Task
Scan the records beneath this line for the line holding "port_ids.sort_by_key(|id| id.0);" and the line holding "ship.escape_mode = true;", then transcribe exactly those two and all lines between.

((

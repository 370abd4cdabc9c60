//! Per-game state shared by all computer players
//!
//! One coordinator exists per game, created at game start and torn down at
//! game end; each engine instance holds a handle. This replaces what would
//! otherwise be process-wide mutable state, which breaks as soon as two
//! games live in one process (replay verification does exactly that).

use std::cell::RefCell;
use std::rc::Rc;

use crate::core::types::{GameTime, MINUTE};
use crate::game::view::GameView;

/// How long a seafaring verdict stays cached
const SEAFARING_RECHECK: GameTime = 5 * MINUTE;

/// Shared per-game state
#[derive(Debug, Default)]
pub struct GameCoordinator {
    seafaring_allowed: Option<bool>,
    last_seafaring_check: GameTime,
}

/// Handle each AI instance holds; the engine is single-threaded, so a plain
/// `Rc<RefCell<_>>` is the whole sharing story.
pub type CoordinatorHandle = Rc<RefCell<GameCoordinator>>;

impl GameCoordinator {
    pub fn new() -> Self {
        Self::default()
    }

    pub fn new_handle() -> CoordinatorHandle {
        Rc::new(RefCell::new(Self::new()))
    }

    /// Whether the map supports seafaring, cached across all AI instances
    pub fn map_allows_seafaring(&mut self, view: &dyn GameView, now: GameTime) -> bool {
        match self.seafaring_allowed {
            Some(allowed) if now.saturating_sub(self.last_seafaring_check) < SEAFARING_RECHECK => {
                allowed
            }
            _ => {
                let allowed = view.map_allows_seafaring();
                self.seafaring_allowed = Some(allowed);
                self.last_seafaring_check = now;
                allowed
            }
        }
    }
}
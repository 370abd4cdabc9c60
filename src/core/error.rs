use thiserror::Error;

#[derive(Error, Debug)]
pub enum AiError {
    #[error("stale object reference: {0}")]
    StaleObject(String),

    #[error("invalid command: {0}")]
    InvalidCommand(String),

    #[error("config error: {0}")]
    Config(#[from] toml::de::Error),

    #[error("persistence error: {0}")]
    Persistence(#[from] serde_json::Error),

    #[error("IO error: {0}")]
    Io(#[from] std::io::Error),
}

pub type Result<T> = std::result::Result<T, AiError>;
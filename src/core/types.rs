//! Core type definitions used throughout the engine
//!
//! All ids are allocated by the host simulation; the engine never invents
//! them. Time is always *simulated* game time - wall-clock time must not
//! participate in any decision, or lockstep multiplayer desyncs.

use serde::{Deserialize, Serialize};

/// Simulated game time in milliseconds since game start
pub type GameTime = u32;

/// One simulated second
pub const SECOND: GameTime = 1_000;
/// One simulated minute
pub const MINUTE: GameTime = 60 * SECOND;
/// One simulated hour
pub const HOUR: GameTime = 60 * MINUTE;

/// Unique identifier for a player slot
#[derive(Debug, Clone, Copy, PartialEq, Eq, Hash, Serialize, Deserialize)]
pub struct PlayerId(pub u8);

/// Team membership; `TeamId(0)` means "no team"
#[derive(Debug, Clone, Copy, PartialEq, Eq, Hash, Default, Serialize, Deserialize)]
pub struct TeamId(pub u8);

impl TeamId {
    pub const NONE: TeamId = TeamId(0);

    /// True when two ids denote actual shared team membership
    pub fn same_team(self, other: TeamId) -> bool {
        self != TeamId::NONE && self == other
    }
}

/// Unique identifier for a road flag
#[derive(Debug, Clone, Copy, PartialEq, Eq, Hash, Serialize, Deserialize)]
pub struct FlagId(pub u32);

/// Unique identifier for a building instance
#[derive(Debug, Clone, Copy, PartialEq, Eq, Hash, Serialize, Deserialize)]
pub struct BuildingId(pub u32);

/// Unique identifier for a warehouse (a building that stores wares)
#[derive(Debug, Clone, Copy, PartialEq, Eq, Hash, Serialize, Deserialize)]
pub struct WarehouseId(pub u32);

/// Unique identifier for a ship
#[derive(Debug, Clone, Copy, PartialEq, Eq, Hash, Serialize, Deserialize)]
pub struct ShipId(pub u32);

/// Static building type, indexing the host's building catalog
#[derive(Debug, Clone, Copy, PartialEq, Eq, Hash, Serialize, Deserialize)]
pub struct BuildingTypeId(pub u16);

/// Ware type, indexing the host's ware catalog
#[derive(Debug, Clone, Copy, PartialEq, Eq, Hash, Serialize, Deserialize)]
pub struct WareId(pub u16);

/// Mineable resource type, indexing the host's resource catalog
#[derive(Debug, Clone, Copy, PartialEq, Eq, Hash, Serialize, Deserialize)]
pub struct ResourceId(pub u8);

/// Map coordinate
#[derive(Debug, Clone, Copy, Default, PartialEq, Eq, Hash, Serialize, Deserialize)]
pub struct Coords {
    pub x: i16,
    pub y: i16,
}

impl Coords {
    pub fn new(x: i16, y: i16) -> Self {
        Self { x, y }
    }

    /// Straight-line distance ignoring terrain, in map steps
    pub fn air_distance(&self, other: &Coords) -> u32 {
        let dx = (self.x as i32 - other.x as i32).unsigned_abs();
        let dy = (self.y as i32 - other.y as i32).unsigned_abs();
        dx.max(dy) + dx.min(dy) / 2
    }
}

/// Walking direction on the map grid
#[derive(Debug, Clone, Copy, PartialEq, Eq, Hash, Serialize, Deserialize)]
pub enum Direction {
    NorthEast,
    East,
    SouthEast,
    SouthWest,
    West,
    NorthWest,
}

impl Direction {
    pub const ALL: [Direction; 6] = [
        Direction::NorthEast,
        Direction::East,
        Direction::SouthEast,
        Direction::SouthWest,
        Direction::West,
        Direction::NorthWest,
    ];
}
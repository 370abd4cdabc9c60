//! Terrain-suitability snapshots
//!
//! The engine keeps one snapshot per coordinate in its buildable/mineable
//! sets, populated by bounded area scans and expiring on a timer. Snapshots
//! are recomputed lazily when a decision routine finds them expired.

pub mod buildable;
pub mod mineable;

pub use buildable::{BuildableField, BuildableFieldsCache};
pub use mineable::{MineableField, MineableFieldsCache};
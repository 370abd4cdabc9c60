//! Hinterland AI - autonomous computer player for a territorial-expansion strategy game
//!
//! The engine is an in-process subsystem driven by the host simulation: the
//! host calls [`player::AiPlayer::think`] once per tick, the engine reads game
//! state through [`game::view::GameView`] and issues asynchronous commands
//! through [`game::commands::CommandSink`]. All decisions derive from
//! simulated time and a host-seeded RNG, so lockstep replays are bit-exact.

pub mod core;
pub mod decision;
pub mod dna;
pub mod game;
pub mod player;
pub mod scan;
pub mod sched;
pub mod trackers;
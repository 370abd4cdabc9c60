//! Naval decisions: expeditions and the per-ship state machine
//!
//! Each ship is either ferrying (`Transport`) or somewhere in the expedition
//! cycle (scouting, waiting for a command, port space found). Expeditions
//! are bounded in duration; blowing the bound cancels the expedition and
//! halves the search radius for future attempts - thoroughness is traded
//! for speed as the game drags on.

use tracing::{debug, warn};

use crate::core::config::DifficultyProfile;
use crate::core::types::{BuildingId, Direction, GameTime, PlayerId, ShipId, SECOND};
use crate::decision::signals::{flip, SignalBank};
use crate::decision::slots::{F_EXPEDITION, MN_EXPEDITION_URGE};
use crate::dna::ManagementData;
use crate::game::commands::{Command, CommandSink};
use crate::game::coordinator::CoordinatorHandle;
use crate::game::view::GameView;
use crate::trackers::observers::{ConstructionData, NavalData, ShipState};

/// A waiting expedition gets a new scouting direction after this long
const WAITING_PATIENCE: GameTime = 30 * SECOND;
/// The search radius never shrinks below this
const MIN_SEARCH_RADIUS: u16 = 10;

/// Direction with the most open water ahead; ties break in `Direction::ALL`
/// order for reproducibility.
fn best_scout_direction(view: &dyn GameView, coords: crate::core::types::Coords) -> Direction {
    let mut best = Direction::ALL[0];
    let mut best_openness = 0u32;
    for direction in Direction::ALL {
        let openness = view.water_openness(coords, direction);
        if openness > best_openness {
            best = direction;
            best_openness = openness;
        }
    }
    best
}

/// One pass over ports and ships
#[allow(clippy::too_many_arguments)]
pub fn check_ships(
    naval: &mut NavalData,
    construction: &ConstructionData,
    dna: &ManagementData,
    profile: &DifficultyProfile,
    coordinator: &CoordinatorHandle,
    view: &dyn GameView,
    sink: &mut dyn CommandSink,
    _me: PlayerId,
    now: GameTime,
) {
    if !coordinator.borrow_mut().map_allows_seafaring(view, now) {
        return;
    }

    // Port accounting should reconcile with the warehouse observers; a
    // mismatch is logged and life goes on.
    let ports_seen = construction
        .warehouses
        .values()
        .filter(|w| w.is_port)
        .count() as u32;
    if ports_seen != naval.ports {
        warn!(
            counted = ports_seen,
            tracked = naval.ports,
            "port count mismatch, adopting observer count"
        );
        naval.ports = ports_seen;
    }

    maybe_start_expedition(naval, construction, dna, sink, now);

    let mut ship_ids: Vec<ShipId> = naval.ships.keys().copied().collect();
    ship_ids.sort_by_key(|id| id.0);

    for id in ship_ids {
        let Some(state) = naval.ships.get(&id).map(|s| s.state) else {
            continue;
        };
        match state {
            ShipState::Transport => {}
            ShipState::ExpeditionScouting => {
                handle_scouting(naval, profile, view, sink, id, now);
            }
            ShipState::ExpeditionWaiting => {
                handle_waiting(naval, view, sink, id, now);
            }
            ShipState::ExpeditionPortspaceFound => {
                debug!(ship = id.0, "port space found, founding port");
                sink.submit(Command::ExpeditionConstructPort { ship: id });
            }
        }
    }
}

/// Start a new expedition when the genome says so and none is under way
fn maybe_start_expedition(
    naval: &mut NavalData,
    construction: &ConstructionData,
    dna: &ManagementData,
    sink: &mut dyn CommandSink,
    now: GameTime,
) {
    if naval.ports == 0 || naval.ships.is_empty() || naval.expedition_underway() {
        return;
    }

    let mut bank = SignalBank::new();
    bank.set(0, dna.military_number(MN_EXPEDITION_URGE) / 10);
    bank.set(1, flip(naval.expeditions_cancelled > 0, -5));
    bank.set(2, flip(naval.ships.len() > 1, 4));
    bank.set(3, flip(construction.basic_economy_established, 5));

    if bank.masked_sum(&[dna.f_neuron(F_EXPEDITION)]) <= 0 {
        return;
    }

    let mut port_ids: Vec<BuildingId> = construction
        .warehouses
        .values()
        .filter(|w| w.is_port)
        .map(|w| w.id)
        .collect();
    port_ids.sort_by_key(|id| id.0);
    let Some(port) = port_ids.first() else {
        return;
    };

    debug!(port = port.0, time = now, "starting naval expedition");
    sink.submit(Command::StartExpedition { port: *port });
}

fn handle_scouting(
    naval: &mut NavalData,
    profile: &DifficultyProfile,
    view: &dyn GameView,
    sink: &mut dyn CommandSink,
    id: ShipId,
    now: GameTime,
) {
    let Some(ship) = naval.ships.get_mut(&id) else {
        return;
    };

    let Some(start) = ship.expedition_start else {
        warn!(ship = id.0, "scouting ship without expedition start time");
        return;
    };
    if now.saturating_sub(start) > profile.expedition_max_duration {
        debug!(ship = id.0, "expedition over time budget, cancelling");
        sink.submit(Command::CancelExpedition { ship: id });
        naval.expeditions_cancelled += 1;
        naval.expedition_search_radius =
            (naval.expedition_search_radius / 2).max(MIN_SEARCH_RADIUS);
        return;
    }

    let Some(position) = view.ship_position(id) else {
        // Raced with the simulation; try again next pass
        warn!(ship = id.0, "ship position unavailable, skipping");
        return;
    };

    if ship.note_position(position) && !ship.escape_mode {
        // Going in circles: redirect toward the most open water
        ship.escape_mode = true;
        let direction = best_scout_direction(view, position);
        debug!(ship = id.0, ?direction, "revisit detected, escaping");
        sink.submit(Command::ExpeditionScout {
            ship: id,
            direction,
        });
    }
}

fn handle_waiting(
    naval: &mut NavalData,
    view: &dyn GameView,
    sink: &mut dyn CommandSink,
    id: ShipId,
    now: GameTime,
) {
    let Some(ship) = naval.ships.get_mut(&id) else {
        return;
    };
    let waited = ship
        .waiting_since
        .map(|t| now.saturating_sub(t))
        .unwrap_or(0);
    if waited < WAITING_PATIENCE {
        return;
    }
    let Some(position) = view.ship_position(id) else {
        warn!(ship = id.0, "waiting ship position unavailable, skipping");
        return;
    };
    let direction = best_scout_direction(view, position);
    debug!(ship = id.0, ?direction, "waiting expedition, sending scout order");
    sink.submit(Command::ExpeditionScout {
        ship: id,
        direction,
    });
    ship.waiting_since = Some(now);
}

#[cfg(test)]
mod tests {
    use super::*;
    use crate::core::config::{AiConfig, DifficultyLevel};
    use crate::core::types::Coords;
    use crate::game::commands::CommandLog;
    use crate::game::coordinator::GameCoordinator;
    use crate::game::view::stub::StubView;
    use crate::trackers::observers::ShipObserver;
    use rand::rngs::StdRng;
    use rand::SeedableRng;

    const ME: PlayerId = PlayerId(1);

    fn genome() -> ManagementData {
        let mut rng = StdRng::seed_from_u64(30);
        let mut dna = ManagementData::new(ME, &AiConfig::default());
        dna.new_dna_for_persistent(&mut rng);
        dna
    }

    fn scouting_ship(id: u32, start: GameTime) -> ShipObserver {
        let mut ship = ShipObserver::new(ShipId(id));
        ship.state = ShipState::ExpeditionScouting;
        ship.expedition_start = Some(start);
        ship
    }

    #[test]
    fn test_landlocked_map_skips_everything() {
        let mut naval = NavalData::default();
        naval.ships.insert(ShipId(1), scouting_ship(1, 0));
        let construction = ConstructionData::default();
        let dna = genome();
        let profile = DifficultyLevel::Normal.profile();
        let coordinator = GameCoordinator::new_handle();
        let view = StubView::default(); // seafaring = false
        let mut log = CommandLog::new();
        check_ships(
            &mut naval,
            &construction,
            &dna,
            &profile,
            &coordinator,
            &view,
            &mut log,
            ME,
            0,
        );
        assert!(log.commands.is_empty());
    }

    #[test]
    fn test_overlong_expedition_cancelled_and_radius_halved() {
        let mut naval = NavalData::default();
        naval.ships.insert(ShipId(1), scouting_ship(1, 0));
        let radius_before = naval.expedition_search_radius;
        let construction = ConstructionData::default();
        let dna = genome();
        let profile = DifficultyLevel::Normal.profile();
        let coordinator = GameCoordinator::new_handle();
        let mut view = StubView::default();
        view.seafaring = true;
        let mut log = CommandLog::new();
        check_ships(
            &mut naval,
            &construction,
            &dna,
            &profile,
            &coordinator,
            &view,
            &mut log,
            ME,
            profile.expedition_max_duration + 1,
        );
        assert_eq!(
            log.commands[0],
            Command::CancelExpedition { ship: ShipId(1) }
        );
        assert_eq!(naval.expeditions_cancelled, 1);
        assert_eq!(naval.expedition_search_radius, radius_before / 2);
    }

    #[test]
    fn test_radius_never_below_floor() {
        let mut naval = NavalData::default();
        naval.expedition_search_radius = MIN_SEARCH_RADIUS + 1;
        naval.ships.insert(ShipId(1), scouting_ship(1, 0));
        let construction = ConstructionData::default();
        let dna = genome();
        let profile = DifficultyLevel::Normal.profile();
        let coordinator = GameCoordinator::new_handle();
        let mut view = StubView::default();
        view.seafaring = true;
        let mut log = CommandLog::new();
        check_ships(
            &mut naval,
            &construction,
            &dna,
            &profile,
            &coordinator,
            &view,
            &mut log,
            ME,
            profile.expedition_max_duration + 1,
        );
        assert_eq!(naval.expedition_search_radius, MIN_SEARCH_RADIUS);
    }

    #[test]
    fn test_revisit_triggers_escape_scout() {
        let mut naval = NavalData::default();
        let mut ship = scouting_ship(1, 0);
        // Trail already contains the position the view will report
        ship.note_position(Coords::new(3, 3));
        naval.ships.insert(ShipId(1), ship);
        let construction = ConstructionData::default();
        let dna = genome();
        let profile = DifficultyLevel::Normal.profile();
        let coordinator = GameCoordinator::new_handle();
        let mut view = StubView::default();
        view.seafaring = true;
        view.ship_positions.insert(ShipId(1), Coords::new(3, 3));
        view.openness.insert(Direction::West, 50);
        let mut log = CommandLog::new();
        check_ships(
            &mut naval,
            &construction,
            &dna,
            &profile,
            &coordinator,
            &view,
            &mut log,
            ME,
            SECOND,
        );
        assert_eq!(
            log.commands[0],
            Command::ExpeditionScout {
                ship: ShipId(1),
                direction: Direction::West
            }
        );
        assert!(naval.ships.get(&ShipId(1)).unwrap().escape_mode);
    }

    #[test]
    fn test_portspace_found_founds_port() {
        let mut naval = NavalData::default();
        let mut ship = ShipObserver::new(ShipId(2));
        ship.state = ShipState::ExpeditionPortspaceFound;
        naval.ships.insert(ShipId(2), ship);
        let construction = ConstructionData::default();
        let dna = genome();
        let profile = DifficultyLevel::Normal.profile();
        let coordinator = GameCoordinator::new_handle();
        let mut view = StubView::default();
        view.seafaring = true;
        let mut log = CommandLog::new();
        check_ships(
            &mut naval,
            &construction,
            &dna,
            &profile,
            &coordinator,
            &view,
            &mut log,
            ME,
            SECOND,
        );
        assert_eq!(
            log.commands[0],
            Command::ExpeditionConstructPort { ship: ShipId(2) }
        );
    }
}
//! Military-site garrison sizing and useless-site dismantlement
//!
//! Each pass walks the owned military sites in id order, re-derives the
//! local situation from a bounded area scan, and either adjusts the soldier
//! capacity or dismantles a site that defends nothing anymore.

use tracing::{debug, warn};

use crate::core::types::{BuildingId, GameTime, PlayerId, MINUTE};
use crate::decision::signals::{flip, SignalBank};
use crate::decision::slots::{
    F_MILITARY, MN_GARRISON_BASE, MN_GARRISON_ENEMY_BOOST, MN_SOLDIER_SHORTAGE, N_MILITARY_GAP,
};
use crate::dna::ManagementData;
use crate::game::commands::{Command, CommandSink};
use crate::game::view::GameView;
use crate::trackers::observers::MilitaryData;

/// Capacity changes per site are rate-limited to this interval
const CHANGE_COOLDOWN: GameTime = 2 * MINUTE;
/// Scan radius around a site when re-deriving its situation
const SITE_SCAN_RADIUS: u16 = 8;
/// A site this young is never dismantled
const DISMANTLE_GRACE: GameTime = 10 * MINUTE;

/// One pass over all owned military sites
pub fn check_militarysites(
    military: &mut MilitaryData,
    dna: &ManagementData,
    view: &dyn GameView,
    sink: &mut dyn CommandSink,
    me: PlayerId,
    now: GameTime,
) {
    if military.militarysites.is_empty() {
        return;
    }

    let mut site_ids: Vec<BuildingId> = military.militarysites.keys().copied().collect();
    site_ids.sort_by_key(|id| id.0);

    let soldier_shortage = military.soldier_shortage();

    for id in site_ids {
        let Some(site) = military.militarysites.get(&id) else {
            continue;
        };
        if now.saturating_sub(site.last_change) < CHANGE_COOLDOWN {
            continue;
        }
        let coords = site.coords;
        let capacity = site.capacity;
        let built_time = site.built_time;

        if view.site_owner(id).is_none() {
            // Lost between event delivery and this pass
            warn!(site = id.0, "military site vanished, dropping observer");
            military.militarysites.remove(&id);
            continue;
        }

        let summary = view.area_summary(me, coords, SITE_SCAN_RADIUS);

        let mut bank = SignalBank::new();
        bank.set(0, flip(summary.enemy_nearby, dna.military_number(MN_GARRISON_ENEMY_BOOST) / 10));
        bank.set(
            1,
            flip(soldier_shortage, dna.military_number(MN_SOLDIER_SHORTAGE) / 10),
        );
        bank.set(2, flip(summary.near_border, 6));
        bank.set(3, flip(summary.unowned_land > 0, 4));
        // Local oversupply of garrison slots argues for fewer soldiers here
        let gap = i32::from(summary.own_military_capacity)
            - i32::from(summary.own_military_stationed);
        bank.set(4, dna.neuron(N_MILITARY_GAP).result_safe(gap + 10, false) as i16);

        let sum = bank.masked_sum(&[dna.f_neuron(F_MILITARY)]);
        let base = i32::from(dna.military_number(MN_GARRISON_BASE)).unsigned_abs() / 20;

        let interior =
            !summary.enemy_nearby && !summary.near_border && summary.unowned_land == 0;

        if interior && now.saturating_sub(built_time) > DISMANTLE_GRACE && sum < 0 {
            debug!(site = id.0, "dismantling useless military site");
            sink.submit(Command::DismantleBuilding { building: id });
            military.militarysites.remove(&id);
            continue;
        }

        let target = if sum > 0 {
            // Contested: garrison up
            base + 2 + (sum / 20).min(4) as u32
        } else {
            // Quiet: keep a skeleton crew
            (base / 2).max(1)
        };

        if target != capacity {
            debug!(site = id.0, capacity, target, "adjusting garrison");
            sink.submit(Command::SetSoldierCapacity {
                building: id,
                capacity: target,
            });
            if let Some(site) = military.militarysites.get_mut(&id) {
                site.capacity = target;
                site.last_change = now;
            }
        }
    }
}
//! Cooperative task scheduler
//!
//! A fixed pool of recurring tasks created at engine startup and never
//! removed. Exactly one task body runs per engine tick: the highest-priority
//! task among those whose due time has passed. Rescheduling advances the due
//! time by the task's own interval rather than from "now", so load spikes do
//! not accumulate drift - an overloaded task catches up over the following
//! ticks instead.
//!
//! Execution-time statistics are wall-clock and feed diagnostics only; every
//! control decision derives from simulated time.

use derive_more::Display;

use crate::core::types::{GameTime, MINUTE, SECOND};

/// Identifies one recurring unit of AI work
#[derive(Debug, Display, Clone, Copy, PartialEq, Eq, Hash)]
pub enum TaskId {
    #[display(fmt = "buildable_fields_refresh")]
    BuildableFieldsRefresh,
    #[display(fmt = "mineable_fields_refresh")]
    MineableFieldsRefresh,
    #[display(fmt = "construction_check")]
    ConstructionCheck,
    #[display(fmt = "road_improvement")]
    RoadImprovement,
    #[display(fmt = "production_sites_check")]
    ProductionSitesCheck,
    #[display(fmt = "warehouse_distances_refresh")]
    WarehouseDistancesRefresh,
    #[display(fmt = "military_sites_check")]
    MilitarySitesCheck,
    #[display(fmt = "enemy_sites_check")]
    EnemySitesCheck,
    #[display(fmt = "training_sites_check")]
    TrainingSitesCheck,
    #[display(fmt = "ships_check")]
    ShipsCheck,
    #[display(fmt = "strength_refresh")]
    StrengthRefresh,
    #[display(fmt = "genome_mutation")]
    GenomeMutation,
    #[display(fmt = "cache_cleanup")]
    CacheCleanup,
}

/// One recurring unit of AI work
#[derive(Debug, Clone)]
pub struct SchedulerTask {
    pub id: TaskId,
    /// Next time this task is allowed to run (simulated)
    pub due: GameTime,
    /// Re-run cadence (simulated)
    pub interval: GameTime,
    /// Higher wins among overdue tasks
    pub priority: u8,
    pub call_count: u32,
    pub total_exec_us: u64,
    pub max_exec_us: u64,
}

impl SchedulerTask {
    pub fn new(id: TaskId, first_due: GameTime, interval: GameTime, priority: u8) -> Self {
        Self {
            id,
            due: first_due,
            interval,
            priority,
            call_count: 0,
            total_exec_us: 0,
            max_exec_us: 0,
        }
    }
}

/// The fixed task pool of one engine instance
#[derive(Debug)]
pub struct TaskPool {
    tasks: Vec<SchedulerTask>,
}

impl TaskPool {
    /// Standard task catalog
    ///
    /// `offset` staggers the initial due times so several AI instances in
    /// one game do not all run their heavy passes on the same tick; derive
    /// it from the player id, never from a clock.
    pub fn new(offset: GameTime) -> Self {
        let tasks = vec![
            SchedulerTask::new(TaskId::BuildableFieldsRefresh, offset + SECOND, 4 * SECOND, 9),
            SchedulerTask::new(TaskId::MineableFieldsRefresh, offset + 2 * SECOND, 15 * SECOND, 5),
            SchedulerTask::new(TaskId::ConstructionCheck, offset + 5 * SECOND, 6 * SECOND, 8),
            SchedulerTask::new(TaskId::RoadImprovement, offset + 15 * SECOND, 10 * SECOND, 6),
            SchedulerTask::new(TaskId::ProductionSitesCheck, offset + 40 * SECOND, 30 * SECOND, 4),
            SchedulerTask::new(
                TaskId::WarehouseDistancesRefresh,
                offset + 10 * SECOND,
                30 * SECOND,
                5,
            ),
            SchedulerTask::new(TaskId::MilitarySitesCheck, offset + 20 * SECOND, 20 * SECOND, 5),
            SchedulerTask::new(TaskId::EnemySitesCheck, offset + MINUTE, 45 * SECOND, 7),
            SchedulerTask::new(TaskId::TrainingSitesCheck, offset + 90 * SECOND, MINUTE, 4),
            SchedulerTask::new(TaskId::ShipsCheck, offset + 30 * SECOND, 25 * SECOND, 4),
            SchedulerTask::new(TaskId::StrengthRefresh, offset, 10 * SECOND, 10),
            SchedulerTask::new(TaskId::GenomeMutation, offset + 10 * MINUTE, 15 * MINUTE, 2),
            SchedulerTask::new(TaskId::CacheCleanup, offset + 2 * MINUTE, 2 * MINUTE, 1),
        ];
        Self { tasks }
    }

    pub fn len(&self) -> usize {
        self.tasks.len()
    }

    pub fn is_empty(&self) -> bool {
        self.tasks.is_empty()
    }

    pub fn get(&self, id: TaskId) -> Option<&SchedulerTask> {
        self.tasks.iter().find(|t| t.id == id)
    }

    /// Pick the task to run now: overdue, highest priority, earliest due
    /// time as tie-break.
    pub fn next_due(&self, now: GameTime) -> Option<TaskId> {
        self.tasks
            .iter()
            .filter(|t| t.due <= now)
            .max_by(|a, b| a.priority.cmp(&b.priority).then(b.due.cmp(&a.due)))
            .map(|t| t.id)
    }

    /// Advance the task's due time by its fixed interval
    pub fn reschedule(&mut self, id: TaskId) {
        if let Some(task) = self.tasks.iter_mut().find(|t| t.id == id) {
            task.due += task.interval;
        }
    }

    /// Record wall-clock execution time; diagnostics only
    pub fn record_exec(&mut self, id: TaskId, micros: u64) {
        if let Some(task) = self.tasks.iter_mut().find(|t| t.id == id) {
            task.call_count += 1;
            task.total_exec_us += micros;
            task.max_exec_us = task.max_exec_us.max(micros);
        }
    }
}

))

Output for this task
    port_ids.sort_by_key(|id| id.0);
    let Some(port) = port_ids.first() else {
        return;
    };

    debug!(port = port.0, time = now, "starting naval expedition");
    sink.submit(Command::StartExpedition { port: *port });
}

fn handle_scouting(
    naval: &mut NavalData,
    profile: &DifficultyProfile,
    view: &dyn GameView,
    sink: &mut dyn CommandSink,
    id: ShipId,
    now: GameTime,
) {
    let Some(ship) = naval.ships.get_mut(&id) else {
        return;
    };

    let Some(start) = ship.expedition_start else {
        warn!(ship = id.0, "scouting ship without expedition start time");
        return;
    };
    if now.saturating_sub(start) > profile.expedition_max_duration {
        debug!(ship = id.0, "expedition over time budget, cancelling");
        sink.submit(Command::CancelExpedition { ship: id });
        naval.expeditions_cancelled += 1;
        naval.expedition_search_radius =
            (naval.expedition_search_radius / 2).max(MIN_SEARCH_RADIUS);
        return;
    }

    let Some(position) = view.ship_position(id) else {
        // Raced with the simulation; try again next pass
        warn!(ship = id.0, "ship position unavailable, skipping");
        return;
    };

    if ship.note_position(position) && !ship.escape_mode {
        // Going in circles: redirect toward the most open water
        ship.escape_mode = true;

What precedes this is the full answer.